Skip to main content

Resilience Patterns

In distributed systems, failures are inevitable. Networks lag, services crash. Your system must remain responsive even when parts of it are broken. We use Resilience4j, a lightweight fault tolerance library designed for Java 8 and functional programming.

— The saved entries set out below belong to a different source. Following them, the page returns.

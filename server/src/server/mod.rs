pub mod api;
pub mod router;

use std::future::Future;

use anyhow::Result;

use crate::config::AppConfig;

/// Start the axum HTTP server and run until `shutdown` resolves.
pub async fn start_server(
    config: AppConfig,
    shutdown: impl Future<Output = ()> + Send + 'static,
) -> Result<()> {
    let app = router::create_router(&config);

    let addr = config.bind_addr();
    let listener = tokio::net::TcpListener::bind(&addr).await?;
    tracing::info!("Image cropper listening on http://{}", addr);

    axum::serve(listener, app.into_make_service())
        .with_graceful_shutdown(shutdown)
        .await?;

    Ok(())
}
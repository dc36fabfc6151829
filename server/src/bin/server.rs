//! Server binary.
//!
//! Starts the axum web server and waits for Ctrl+C.

use tracing_subscriber::EnvFilter;

use image_cropper_lib::server;

#[tokio::main]
async fn main() -> anyhow::Result<()> {
    tracing_subscriber::fmt()
        .with_env_filter(EnvFilter::from_default_env())
        .init();

    tracing::info!("Starting image cropper");

    let config = image_cropper_lib::init_config();

    server::start_server(config, async {
        if let Err(e) = tokio::signal::ctrl_c().await {
            tracing::error!("Failed to listen for Ctrl+C: {e}");
        }
        tracing::info!("Shutting down...");
    })
    .await
}
//! Upload validation and crop endpoints.

use axum::Json;
use axum::extract::Multipart;
use axum::http::header;
use axum::response::{IntoResponse, Response};
use serde::Serialize;

use image_processor::{CropParams, EncodedImage};

use super::form::FormData;
use super::{ApiError, PROCESS_CONTEXT, UPLOAD_CONTEXT};

pub const UPLOAD_SUCCESS_MESSAGE: &str = "Image uploaded successfully";

/// Text fields read by `POST /crop`.
const CROP_FIELDS: &[&str] = &["x", "y", "width", "height", "rotate", "zoom"];

#[derive(Debug, Serialize)]
pub struct UploadResponse {
    pub filename: String,
    pub message: String,
}

/// POST /upload – Check that the uploaded file decodes as an image
pub async fn upload_image(mut multipart: Multipart) -> Result<Json<UploadResponse>, ApiError> {
    let err = |e: String| ApiError::client(UPLOAD_CONTEXT, e);

    let mut form = FormData::collect(&mut multipart, &[]).await.map_err(err)?;
    let file = form.take_file().map_err(err)?;

    let data = file.data;
    let (w, h) = tokio::task::spawn_blocking(move || {
        image_processor::decode(&data).map(|img| (img.width(), img.height()))
    })
    .await
    .map_err(|e| err(e.to_string()))?
    .map_err(|e| err(e.to_string()))?;

    tracing::info!(filename = %file.filename, w, h, "Image upload validated");

    Ok(Json(UploadResponse {
        filename: file.filename,
        message: UPLOAD_SUCCESS_MESSAGE.to_string(),
    }))
}

/// POST /crop – Rotate, zoom and crop the uploaded image
pub async fn crop_image(mut multipart: Multipart) -> Result<Response, ApiError> {
    let err = |e: String| ApiError::client(PROCESS_CONTEXT, e);

    let mut form = FormData::collect(&mut multipart, CROP_FIELDS)
        .await
        .map_err(err)?;
    let params = parse_crop_params(&form).map_err(err)?;
    let file = form.take_file().map_err(err)?;

    let filename = file.filename;
    let data = file.data;
    let name = filename.clone();
    let encoded: EncodedImage = tokio::task::spawn_blocking(move || {
        image_processor::process(&data, &name, &params)
    })
    .await
    .map_err(|e| err(e.to_string()))?
    .map_err(|e| err(e.to_string()))?;

    tracing::info!(
        filename = %filename,
        ?params,
        content_type = encoded.mime_type(),
        len = encoded.bytes.len(),
        "Image cropped"
    );

    Ok(([(header::CONTENT_TYPE, encoded.mime_type())], encoded.bytes).into_response())
}

fn parse_crop_params(form: &FormData) -> Result<CropParams, String> {
    Ok(CropParams {
        x: form.required("x", "an integer")?,
        y: form.required("y", "an integer")?,
        width: form.required("width", "an integer")?,
        height: form.required("height", "an integer")?,
        rotate: form.optional("rotate", "an integer", 0)?,
        zoom: form.optional("zoom", "a number", 1.0)?,
    })
}
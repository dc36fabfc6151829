//! Errors raised by the decode/transform/encode steps.

/// Failure anywhere in the crop pipeline.
///
/// The `Display` text is what ends up in the client-facing error detail,
/// so variants carry the underlying codec message verbatim.
#[derive(Debug, thiserror::Error)]
pub enum ProcessError {
    #[error("cannot identify image file: {0}")]
    Decode(#[source] image::ImageError),
    #[error("cannot encode image as {format}: {source}")]
    Encode {
        format: &'static str,
        #[source]
        source: image::ImageError,
    },
    #[error("invalid zoom factor {0}: must be a positive number that keeps the image non-empty")]
    InvalidZoom(f64),
    #[error("invalid crop size {width}x{height}: width and height must be positive")]
    InvalidCrop { width: i64, height: i64 },
    #[error("output image {width}x{height} is too large: needs {bytes} bytes, limit is {limit}")]
    TooLarge {
        width: u64,
        height: u64,
        bytes: u64,
        limit: u64,
    },
}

1. The Circuit Breaker Pattern

If Inventory Service is slow or down, Order Service keeps waiting for it, consuming threads. Eventually, Order Service runs out of threads and crashes too (Cascading Failure). A Circuit Breaker detects failures and “opens the circuit”, failing fast immediately without waiting for the timeout, giving the downstream service time to recover. States:
  1. CLOSED: Normal operation. Requests pass through.
  2. OPEN: Too many failures. Requests fail immediately.
  3. HALF-OPEN: Testing if the service is back online. Lets a few requests through.

2. Implementation

add dependency: spring-cloud-starter-circuitbreaker-resilience4j.
@Service
public class OrderService {

    private final ProductClient productClient;

    @CircuitBreaker(name = "productService", fallbackMethod = "fallbackProduct")
    public ProductDto getProduct(Long id) {
        return productClient.getProduct(id);
    }

    // Fallback method must have same signature + Exception
    public ProductDto fallbackProduct(Long id, Throwable t) {
        // Return a default product or cached version
        return new ProductDto(id, "Default Product", 0.0);
    }
}
Configuration (application.yml):
resilience4j:
  circuitbreaker:
    instances:
      productService:
        registerHealthIndicator: true
        slidingWindowSize: 10 # Check last 10 calls
        failureRateThreshold: 50 # If 50% fail, open circuit
        waitDurationInOpenState: 5s # Wait 5s before trying again (Half-open)

3. Retry Pattern

For transient failures (temporary network blip), it makes sense to try again.
@Retry(name = "productService")
public ProductDto getProduct(Long id) {
    return productClient.getProduct(id);
}
Config:
resilience4j:
  retry:
    instances:
      productService:
        maxAttempts: 3
        waitDuration: 1s

4. Rate Limiting

Prevent one user or service from overwhelming your system.
@RateLimiter(name = "standard")
public String limit() {
    return "You are within limits";
}

5. Bulkhead Pattern

Isolate resources. If one part of the system is exhausted, others shouldn’t be affected. It creates separate thread pools for different calls. If the “Image Processing” thread pool is full, the “User Login” thread pool still works fine.
Summary:
  • Circuit Breaker: Stop calling a dead service.
  • Retry: Try again for temporary glitches.
  • Rate Limiter: Control traffic flow.
  • Bulkhead: Isolate failures.